◆ **ASSIGNED TASK**
Number of lines with "StageShutDown" in the data: give that figure by itself.

◆ **Stored data**

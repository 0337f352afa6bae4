//! Stage tests: id uniqueness, capacity, lookups, monitors, shutdown
//!
//! TigerStyle: At most one live actor per id, no matter the interleaving.

use async_trait::async_trait;
use std::panic::{catch_unwind, AssertUnwindSafe};
use std::sync::atomic::{AtomicUsize, Ordering};
use std::sync::Arc;
use std::time::Duration;
use troupe_runtime::testing::Probe;
use troupe_runtime::{
    Actor, ActorId, ActorSpec, Behavior, Context, Envelope, Error, Message, Result, Stage,
    StageEvent, TroupeConfig,
};

struct Sink;

#[async_trait]
impl Behavior for Sink {
    async fn message(
        &mut self,
        _msg: Message,
        _envelope: &Envelope,
        _ctx: &mut Context,
    ) -> Result<()> {
        Ok(())
    }
}

fn named(id: &str) -> ActorSpec {
    ActorSpec::named(id).unwrap()
}

#[tokio::test]
async fn test_duplicate_id_rejected() {
    let stage = Stage::builder().build().unwrap();
    let first = stage.create_actor(named("alpha"), |_| Ok(Sink)).unwrap();
    assert_eq!(first.id().as_str(), "alpha");

    let second = stage.create_actor(named("alpha"), |_| Ok(Sink));
    assert!(matches!(second, Err(Error::DuplicateId { .. })));
    assert_eq!(stage.len(), 1);
}

#[tokio::test]
async fn test_generated_ids_are_unique() {
    let stage = Stage::builder().build().unwrap();
    let a = stage.spawn(Sink).unwrap();
    let b = stage.spawn(Sink).unwrap();
    assert_ne!(a.id(), b.id());
    assert_ne!(a, b);
}

#[tokio::test]
async fn test_factory_sees_reserved_id() {
    let stage = Stage::builder().build().unwrap();
    let mut seen = None;
    stage
        .create_actor(named("beta"), |id: &ActorId| {
            seen = Some(id.clone());
            Ok(Sink)
        })
        .unwrap();
    assert_eq!(seen.map(|id| id.to_string()), Some("beta".to_string()));
}

#[tokio::test]
async fn test_stage_full() {
    let mut config = TroupeConfig::default();
    config.stage.actors_count_max = 2;
    let stage = Stage::builder().with_config(config).build().unwrap();

    stage.spawn(Sink).unwrap();
    stage.spawn(Sink).unwrap();
    let third = stage.spawn(Sink);
    assert!(matches!(third, Err(Error::StageFull { count: 2, limit: 2 })));
}

#[tokio::test]
async fn test_invalid_quota_rejected() {
    let stage = Stage::builder().build().unwrap();
    let result = stage.create_actor(ActorSpec::new().with_quota(0), |_| Ok(Sink));
    assert!(matches!(result, Err(Error::InvalidConfiguration { .. })));
    assert!(stage.is_empty());
}

#[tokio::test]
async fn test_failed_factory_releases_id() {
    let stage = Stage::builder().build().unwrap();
    let failed = stage.create_actor(named("gamma"), |_| -> Result<Sink> {
        Err(Error::behavior("no resources"))
    });
    assert!(matches!(failed, Err(Error::BehaviorFailed { .. })));
    assert!(stage.is_empty());

    let retried = stage.create_actor(named("gamma"), |_| Ok(Sink));
    assert!(retried.is_ok());
}

#[tokio::test]
async fn test_panicking_factory_releases_id() {
    let stage = Stage::builder().build().unwrap();
    let outcome = catch_unwind(AssertUnwindSafe(|| {
        stage.create_actor(named("delta"), |_| -> Result<Sink> { panic!("factory exploded") })
    }));
    assert!(outcome.is_err());
    assert!(stage.is_empty());
    assert!(stage.create_actor(named("delta"), |_| Ok(Sink)).is_ok());
}

#[tokio::test(flavor = "multi_thread", worker_threads = 2)]
async fn test_get_or_create_builds_once_under_contention() {
    let stage = Stage::builder().build().unwrap();
    let built = Arc::new(AtomicUsize::new(0));

    let actors: Vec<Actor> = std::thread::scope(|scope| {
        let handles: Vec<_> = (0..8)
            .map(|_| {
                let stage = stage.clone();
                let built = built.clone();
                scope.spawn(move || {
                    stage
                        .get_or_create(named("shared"), |_| {
                            built.fetch_add(1, Ordering::SeqCst);
                            std::thread::sleep(Duration::from_millis(10));
                            Ok(Sink)
                        })
                        .unwrap()
                })
            })
            .collect();
        handles.into_iter().map(|h| h.join().unwrap()).collect()
    });

    assert_eq!(built.load(Ordering::SeqCst), 1);
    assert!(actors.windows(2).all(|pair| pair[0] == pair[1]));
    assert_eq!(stage.len(), 1);
}

#[tokio::test(flavor = "multi_thread", worker_threads = 2)]
async fn test_concurrent_create_yields_one_winner() {
    let stage = Stage::builder().build().unwrap();

    let results: Vec<Result<Actor>> = std::thread::scope(|scope| {
        let handles: Vec<_> = (0..8)
            .map(|_| {
                let stage = stage.clone();
                scope.spawn(move || stage.create_actor(named("contested"), |_| Ok(Sink)))
            })
            .collect();
        handles.into_iter().map(|h| h.join().unwrap()).collect()
    });

    let winners = results.iter().filter(|r| r.is_ok()).count();
    assert_eq!(winners, 1);
    assert!(results
        .iter()
        .filter_map(|r| r.as_ref().err())
        .all(|e| matches!(e, Error::DuplicateId { .. })));
}

#[tokio::test]
async fn test_get_or_create_returns_existing() {
    let stage = Stage::builder().build().unwrap();
    let created = stage.get_or_create(named("epsilon"), |_| Ok(Sink)).unwrap();
    let found = stage
        .get_or_create(named("epsilon"), |_| -> Result<Sink> {
            panic!("factory must not run for an existing id")
        })
        .unwrap();
    assert_eq!(created, found);
}

#[tokio::test]
async fn test_lookups() {
    let stage = Stage::builder().build().unwrap();
    let worker = stage.create_actor(named("worker-1"), |_| Ok(Sink)).unwrap();
    stage.create_actor(named("worker-2"), |_| Ok(Sink)).unwrap();
    stage.create_actor(named("clerk-1"), |_| Ok(Sink)).unwrap();

    assert_eq!(stage.get(worker.id()), Some(worker.clone()));
    assert!(stage.get(&ActorId::new("nobody").unwrap()).is_none());
    assert_eq!(stage.get_all().len(), 3);

    let workers = stage.find_all(|a| a.id().as_str().starts_with("worker"));
    assert_eq!(workers.len(), 2);
    let clerk = stage.find_any(|a| a.id().as_str().starts_with("clerk"));
    assert_eq!(clerk.map(|a| a.id().to_string()), Some("clerk-1".to_string()));
    assert!(stage.find_any(|a| a.id().as_str() == "ghost").is_none());
}

#[tokio::test]
async fn test_stopped_actor_leaves_registry_and_id_is_reusable() {
    let stage = Stage::builder().build().unwrap();
    let actor = stage.create_actor(named("zeta"), |_| Ok(Sink)).unwrap();
    actor.dismiss();
    actor.wait_stopped().await;

    assert!(stage.get(actor.id()).is_none());
    let replacement = stage.create_actor(named("zeta"), |_| Ok(Sink)).unwrap();
    assert_ne!(replacement, actor);
}

#[tokio::test]
async fn test_stage_monitor_sees_created_and_removed() {
    let stage = Stage::builder().build().unwrap();
    let (probe, mut events) = Probe::new();
    let monitor = stage.spawn(probe).unwrap();
    stage.add_monitor(&monitor);

    let actor = stage.spawn(Sink).unwrap();
    match events.expect::<StageEvent>().await {
        StageEvent::Created(created) => assert_eq!(created, actor),
        other => panic!("unexpected event: {other:?}"),
    }

    actor.dismiss();
    match events.expect::<StageEvent>().await {
        StageEvent::Removed(removed) => assert_eq!(removed, actor),
        other => panic!("unexpected event: {other:?}"),
    }

    stage.remove_monitor(&monitor);
    stage.spawn(Sink).unwrap();
    events.expect_quiet(20).await;
}

#[tokio::test]
async fn test_shutdown_stops_every_actor() {
    let stage = Stage::builder().build().unwrap();
    let actors: Vec<Actor> = (0..5).map(|_| stage.spawn(Sink).unwrap()).collect();
    for actor in &actors {
        actor.tell("work");
    }

    stage.shutdown().await;
    assert!(actors.iter().all(Actor::is_stopped));
    assert!(stage.is_empty());
}

#[tokio::test]
async fn test_no_actors_created_after_shutdown() {
    let stage = Stage::builder().build().unwrap();
    stage.shutdown().await;

    assert!(matches!(stage.spawn(Sink), Err(Error::StageShutDown)));
    let result = stage.get_or_create(named("late"), |_| Ok(Sink));
    assert!(matches!(result, Err(Error::StageShutDown)));
    assert!(stage.is_empty());
}

#[tokio::test]
async fn test_build_rejects_invalid_config() {
    let mut config = TroupeConfig::default();
    config.actor.quota_default = 0;
    let result = Stage::builder().with_config(config).build();
    assert!(matches!(result, Err(Error::InvalidConfiguration { .. })));
}
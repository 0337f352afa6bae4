//! Mailbox quota
//!
//! TigerStyle: Lock-free admission, no silent drops.
//!
//! A quota counts messages that were admitted but whose processing has not
//! started yet. The slot is given back the moment processing begins, so a
//! slow behavior does not hold its own mailbox hostage.

use std::sync::atomic::{AtomicUsize, Ordering};

/// Per-actor admission counter
#[derive(Debug)]
pub struct QuotaGuard {
    limit: usize,
    admitted: AtomicUsize,
}

impl QuotaGuard {
    /// Create a guard admitting at most `limit` undispatched messages
    pub fn new(limit: usize) -> Self {
        assert!(limit > 0, "quota limit must be positive");
        Self {
            limit,
            admitted: AtomicUsize::new(0),
        }
    }

    /// Try to admit `count` messages at once
    ///
    /// Either all are admitted or none are.
    pub fn try_admit(&self, count: usize) -> bool {
        if count == 0 {
            return true;
        }
        let previous = self.admitted.fetch_add(count, Ordering::SeqCst);
        if previous.saturating_add(count) > self.limit {
            // Lost the race or over the limit; undo
            self.admitted.fetch_sub(count, Ordering::SeqCst);
            return false;
        }
        true
    }

    /// Give back `count` slots
    pub fn release(&self, count: usize) {
        let previous = self.admitted.fetch_sub(count, Ordering::SeqCst);
        debug_assert!(previous >= count, "quota released more than admitted");
    }

    /// Configured limit
    pub fn limit(&self) -> usize {
        self.limit
    }

    /// Messages currently admitted and waiting
    pub fn admitted(&self) -> usize {
        self.admitted.load(Ordering::SeqCst).min(self.limit)
    }
}
impl Conversation {
    /// Open a conversation from `owner` to `counterpart`
    ///
    /// `ThreadOpened` goes through the counterpart's quota like any message.
    ///
    /// # Errors
    /// `ThreadOpenRejected` if the counterpart does not admit it.
    pub fn open(
        owner: &Actor,
        counterpart: &Actor,
        thread_id: ThreadId,
        kinds: impl Into<NotificationKinds>,
    ) -> Result<Self> {
        let kinds = kinds.into();
        let state = Arc::new(ThreadState::default());
        owner
            .agent
            .threads
            .lock()
            .register_opened(&thread_id, counterpart, state.clone());

        let admission = counterpart.tell_with(
            ThreadOpened { kinds },
            Some(owner),
            Headers::new().with_thread(thread_id.clone()),
        );
        if admission != Admission::Admitted {
            owner
                .agent
                .threads
                .lock()
                .forget_opened(&thread_id, counterpart.id());
            return Err(Error::ThreadOpenRejected {
                thread_id: thread_id.to_string(),
                actor_id: counterpart.id().to_string(),
                reason: format!("{:?}", admission),
            });
        }

        debug!(
            owner = %owner.id(),
            counterpart = %counterpart.id(),
            thread_id = %thread_id,
            "Conversation opened"
        );
        Ok(Self {
            thread_id,
            owner: owner.clone(),
            counterpart: counterpart.clone(),
            role: Role::Opener,
            state,
        })
    }

    /// Counterpart-side handle for a conversation `owner` takes part in
    pub(crate) fn join(owner: &Actor, opener: &Actor, thread_id: ThreadId) -> Self {
        let state = owner
            .agent
            .threads
            .lock()
            .subscription(&thread_id, opener.id())
            .map(|s| s.state.clone())
            .unwrap_or_default();
        Self {
            thread_id,
            owner: owner.clone(),
            counterpart: opener.clone(),
            role: Role::Counterpart,
            state,
        }
    }

    /// Thread identifier
    pub fn thread_id(&self) -> &ThreadId {
        &self.thread_id
    }

    /// Actor on the other side
    pub fn counterpart(&self) -> &Actor {
        &self.counterpart
    }

    /// Actor this handle speaks for
    pub fn owner(&self) -> &Actor {
        &self.owner
    }

    /// Whether this handle opened the conversation
    pub fn is_opener(&self) -> bool {
        self.role == Role::Opener
    }

    /// Whether either side aborted
    pub fn is_aborted(&self) -> bool {
        self.state.is_aborted()
    }

    /// Whether the conversation was closed or aborted
    pub fn is_ended(&self) -> bool {
        self.state.is_aborted() || self.state.is_closed()
    }

    /// Send a message on this thread
    ///
    /// # Errors
    /// `ThreadClosed` once the conversation was closed or aborted.
    pub fn tell<M: Any + Send + Sync>(&self, msg: M) -> Result<Admission> {
        self.tell_with(msg, Headers::new())
    }

    /// Send with extra headers; the thread id is always overwritten
    pub fn tell_with<M: Any + Send + Sync>(&self, msg: M, headers: Headers) -> Result<Admission> {
        self.ensure_open()?;
        Ok(self.counterpart.tell_with(
            msg,
            Some(&self.owner),
            headers.with_thread(self.thread_id.clone()),
        ))
    }

    /// Send several messages on this thread under one admission
    pub fn tell_all<I, M>(&self, messages: I) -> Result<Admission>
    where
        I: IntoIterator<Item = M>,
        M: Any + Send + Sync,
    {
        self.ensure_open()?;
        Ok(self.counterpart.tell_all(
            messages,
            Some(&self.owner),
            Headers::new().with_thread(self.thread_id.clone()),
        ))
    }

    /// End the conversation normally; idempotent
    pub fn close(&self) {
        if self.is_ended() {
            return;
        }
        self.state.mark_closed();
        self.forget_locally();
        self.counterpart.agent.deliver_system(
            Message::new(ThreadClosed),
            Some(self.owner.clone()),
            Headers::new().with_thread(self.thread_id.clone()),
        );
    }

    /// End the conversation abnormally; idempotent
    ///
    /// From the opener, thread messages still queued at the counterpart are
    /// bounced. From the counterpart, the opener receives an Aborted
    /// notification.
    pub fn abort(&self) {
        if self.is_ended() {
            return;
        }
        self.state.mark_aborted();
        self.forget_locally();
        debug!(
            owner = %self.owner.id(),
            counterpart = %self.counterpart.id(),
            thread_id = %self.thread_id,
            "Conversation aborted"
        );

        match self.role {
            Role::Opener => {
                self.counterpart
                    .agent
                    .threads
                    .lock()
                    .mark_aborted(&self.thread_id, self.owner.id());
                self.counterpart.agent.deliver_system(
                    Message::new(ThreadAborted),
                    Some(self.owner.clone()),
                    Headers::new().with_thread(self.thread_id.clone()),
                );
            }
            Role::Counterpart => {
                self.counterpart
                    .agent
                    .threads
                    .lock()
                    .mark_opened_aborted(&self.thread_id, self.owner.id());
                let notification = ThreadNotification {
                    thread_id: self.thread_id.clone(),
                    actor: self.owner.clone(),
                    kind: NotificationKind::Aborted,
                    cause: None,
                };
                self.counterpart.agent.deliver_system(
                    Message::new(notification),
                    Some(self.owner.clone()),
                    Headers::new().with_thread(self.thread_id.clone()),
                );
            }
        }
    }

    fn ensure_open(&self) -> Result<()> {
        if self.is_ended() {
            return Err(Error::thread_closed(self.thread_id.as_str()));
        }
        Ok(())
    }

    fn forget_locally(&self) {
        let mut book = self.owner.agent.threads.lock();
        match self.role {
            Role::Opener => book.forget_opened(&self.thread_id, self.counterpart.id()),
            Role::Counterpart => {
                book.subscriptions
                    .remove(&key(&self.thread_id, self.counterpart.id()));
            }
        }
    }
}

// =============================================================================
// Conversation group
// =============================================================================

/// The same conversation held with several counterparts
#[derive(Debug, Clone)]
pub struct ConversationGroup {
    members: Vec<Conversation>,
}
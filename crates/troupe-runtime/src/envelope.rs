//! Delivery metadata
//!
//! TigerStyle: Immutable after dispatch begins, one write to `received_at_ms`.

use crate::actor::Actor;
use troupe_core::ThreadId;

/// Per-delivery headers chosen by the sender
#[derive(Debug, Clone, Default, PartialEq, Eq)]
pub struct Headers {
    /// Ask the receiver's engine for a receipt (Delivery, Failure or Bounce)
    pub receipt_id: Option<String>,
    /// Tag the message as part of a conversation
    pub thread_id: Option<ThreadId>,
    /// Sender's declared clock skew, added to its local clock for `sent_at_ms`
    pub clock_offset_ms: i64,
}

impl Headers {
    /// Empty headers
    pub fn new() -> Self {
        Self::default()
    }

    /// Request a receipt tagged with `receipt_id`
    pub fn with_receipt(mut self, receipt_id: impl Into<String>) -> Self {
        self.receipt_id = Some(receipt_id.into());
        self
    }

    /// Tag with a conversation thread
    pub fn with_thread(mut self, thread_id: ThreadId) -> Self {
        self.thread_id = Some(thread_id);
        self
    }

    /// Declare the sender's clock skew
    pub fn with_clock_offset_ms(mut self, offset_ms: i64) -> Self {
        self.clock_offset_ms = offset_ms;
        self
    }

    /// Copy that keeps only the thread id
    ///
    /// Used for replies generated by the runtime so they never ask for a
    /// receipt of their own.
    pub fn thread_only(&self) -> Self {
        Self {
            receipt_id: None,
            thread_id: self.thread_id.clone(),
            clock_offset_ms: 0,
        }
    }
}

/// Metadata wrapped around one delivery
#[derive(Debug, Clone)]
pub struct Envelope {
    sender: Option<Actor>,
    headers: Headers,
    sent_at_ms: u64,
    received_at_ms: Option<u64>,
    prevent_receipt: bool,
}

impl Envelope {
    /// Envelope stamped with the sender's clock
    pub(crate) fn new(sender: Option<Actor>, headers: Headers, now_ms: u64) -> Self {
        let sent_at_ms = now_ms.saturating_add_signed(headers.clock_offset_ms);
        Self {
            sender,
            headers,
            sent_at_ms,
            received_at_ms: None,
            prevent_receipt: false,
        }
    }

    /// Envelope for runtime-generated deliveries, never answered with a receipt
    pub(crate) fn system(sender: Option<Actor>, headers: Headers, now_ms: u64) -> Self {
        let mut envelope = Self::new(sender, headers, now_ms);
        envelope.prevent_receipt = true;
        envelope
    }

    /// Actor that sent the message, if any
    pub fn sender(&self) -> Option<&Actor> {
        self.sender.as_ref()
    }

    /// Headers as sent
    pub fn headers(&self) -> &Headers {
        &self.headers
    }

    /// Conversation thread, if any
    pub fn thread_id(&self) -> Option<&ThreadId> {
        self.headers.thread_id.as_ref()
    }

    /// Sender clock plus declared offset, in ms since epoch
    pub fn sent_at_ms(&self) -> u64 {
        self.sent_at_ms
    }

    /// When dispatch began, `None` until then
    pub fn received_at_ms(&self) -> Option<u64> {
        self.received_at_ms
    }

    /// Time spent between send and dispatch, tolerant to declared skew
    pub fn queued_ms(&self) -> Option<u64> {
        self.received_at_ms
            .map(|received| received.saturating_sub(self.sent_at_ms))
    }

    /// Whether the engine must answer this delivery with a receipt
    pub fn wants_receipt(&self) -> bool {
        !self.prevent_receipt && self.sender.is_some() && self.headers.receipt_id.is_some()
    }

    /// Whether the runtime generated this delivery
    pub fn is_system(&self) -> bool {
        self.prevent_receipt
    }

    /// Stamp the dispatch time; later calls are ignored
    pub(crate) fn mark_received(&mut self, now_ms: u64) {
        if self.received_at_ms.is_none() {
            self.received_at_ms = Some(now_ms);
        }
    }
}

#[cfg(test)]
mod tests {
    use super::*;

    #[test]
    fn test_thread_only_strips_receipt() {
        let thread = ThreadId::new("t-1").unwrap();
        let headers = Headers::new()
            .with_receipt("r1")
            .with_thread(thread.clone())
            .with_clock_offset_ms(-20);

        let stripped = headers.thread_only();
        assert_eq!(stripped.receipt_id, None);
        assert_eq!(stripped.thread_id, Some(thread));
        assert_eq!(stripped.clock_offset_ms, 0);
    }

    #[test]
    fn test_sent_at_applies_offset() {
        let envelope = Envelope::new(None, Headers::new().with_clock_offset_ms(-250), 1_000);
        assert_eq!(envelope.sent_at_ms(), 750);

        let envelope = Envelope::new(None, Headers::new().with_clock_offset_ms(40), 1_000);
        assert_eq!(envelope.sent_at_ms(), 1_040);
    }

    #[test]
    fn test_received_at_set_once() {
        let mut envelope = Envelope::new(None, Headers::new(), 100);
        assert_eq!(envelope.received_at_ms(), None);

        envelope.mark_received(130);
        envelope.mark_received(500);
        assert_eq!(envelope.received_at_ms(), Some(130));
        assert_eq!(envelope.queued_ms(), Some(30));
    }

    #[test]
    fn test_receipt_requires_sender() {
        let envelope = Envelope::new(None, Headers::new().with_receipt("r1"), 0);
        assert!(!envelope.wants_receipt());
    }
}
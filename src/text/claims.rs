//! Heuristic claim detection.
//!
//! A sentence is treated as a claim when it reads like an assertion:
//! it carries an assertive or modal verb, mentions numbers or proper
//! nouns, and ends like a statement. Questions and imperatives are never
//! claims.

/// Verbs that signal an assertion
const ASSERTIVE_VERBS: &[&str] = &[
    "is", "are", "was", "were", "be", "been", "being", "has", "have", "had", "will", "would",
    "can", "could", "should", "must", "may", "might", "shall", "do", "does", "did", "claims",
    "claimed", "states", "stated", "shows", "showed", "shown", "found", "finds", "proves",
    "proved", "reported", "announced", "contains", "contained", "causes", "caused", "leads", "led",
    "remains", "became", "becomes", "won", "holds", "equals", "includes", "included", "produces",
    "produced", "reached", "killed", "born", "died", "founded",
];

/// Leading words that make a sentence a question or an instruction
const QUESTION_LEADS: &[&str] = &[
    "what", "who", "whom", "whose", "which", "when", "where", "why", "how", "please", "imagine",
    "consider", "suppose", "let", "let's", "lets", "tell", "show", "give", "list", "explain",
    "describe",
];

/// Leading words that hedge a statement as hearsay
const REPORTING_LEADS: &[&str] = &[
    "according", "reportedly", "allegedly", "supposedly", "apparently", "rumor", "rumour",
    "rumors", "rumours",
];

/// Characters stripped from both ends before analysis
const WRAPPERS: &[char] = &[
    '"', '\'', '“', '”', '‘', '’', '«', '»', '(', ')', '[', ']', '{', '}',
];

/// Sentence-level claim classifier
#[derive(Debug, Clone)]
pub struct ClaimDetector {
    /// Sentences shorter than this (in chars) are rejected
    pub min_chars: usize,

    /// Sentences longer than this (in chars) are rejected
    pub max_chars: usize,

    /// Minimum cue score for a claim
    pub threshold: i32,
}

impl Default for ClaimDetector {
    fn default() -> Self {
        Self {
            min_chars: 6,
            max_chars: 2000,
            threshold: 2,
        }
    }
}

impl ClaimDetector {
    pub fn new() -> Self {
        Self::default()
    }

    /// Decide whether one sentence is a checkable claim
    pub fn detect(&self, sentence: &str) -> bool {
        self.score(sentence)
            .map(|score| score >= self.threshold)
            .unwrap_or(false)
    }

    /// Apply `detect` to each sentence independently, preserving order
    pub fn detect_all<S: AsRef<str>>(&self, sentences: &[S]) -> Vec<bool> {
        sentences.iter().map(|s| self.detect(s.as_ref())).collect()
    }

    /// Cue score, or `None` when the sentence is rejected outright
    pub fn score(&self, sentence: &str) -> Option<i32> {
        let trimmed = sentence.trim();
        let length = trimmed.chars().count();
        if length < self.min_chars || length > self.max_chars {
            return None;
        }

        let core = trimmed.trim_matches(|c: char| WRAPPERS.contains(&c) || c.is_whitespace());
        if core.is_empty() || core.ends_with('?') {
            return None;
        }

        let tokens: Vec<&str> = core
            .split_whitespace()
            .map(|t| t.trim_matches(|c: char| !c.is_alphanumeric() && c != '\''))
            .map(|t| t.trim_matches('\''))
            .filter(|t| !t.is_empty())
            .collect();
        let first = tokens.first()?.to_lowercase();
        if QUESTION_LEADS.contains(&first.as_str()) {
            return None;
        }

        let lowered: Vec<String> = tokens.iter().map(|t| t.to_lowercase()).collect();
        let mut score = 0;

        if lowered.iter().any(|t| ASSERTIVE_VERBS.contains(&t.as_str())) {
            score += 2;
        }

        let numeric = tokens.iter().any(|t| is_numeric(t));
        let entity = tokens.iter().skip(1).any(|t| looks_like_entity(t));
        if numeric || entity {
            score += 1;
        }

        if core.ends_with(['.', '!', '…']) {
            score += 1;
        }

        if REPORTING_LEADS.contains(&first.as_str()) {
            score -= 1;
        }

        Some(score)
    }
}

fn is_numeric(token: &str) -> bool {
    token.chars().next().is_some_and(|c| c.is_ascii_digit())
}

/// Capitalized or all-caps word (proper noun or acronym)
fn looks_like_entity(token: &str) -> bool {
    let mut chars = token.chars();
    let Some(first) = chars.next() else {
        return false;
    };
    if token.chars().count() < 2 || !first.is_alphabetic() {
        return false;
    }
    first.is_uppercase()
        || token
            .chars()
            .filter(|c| c.is_alphabetic())
            .all(|c| c.is_uppercase())
}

◆ **PROBLEM SOLUTION**
2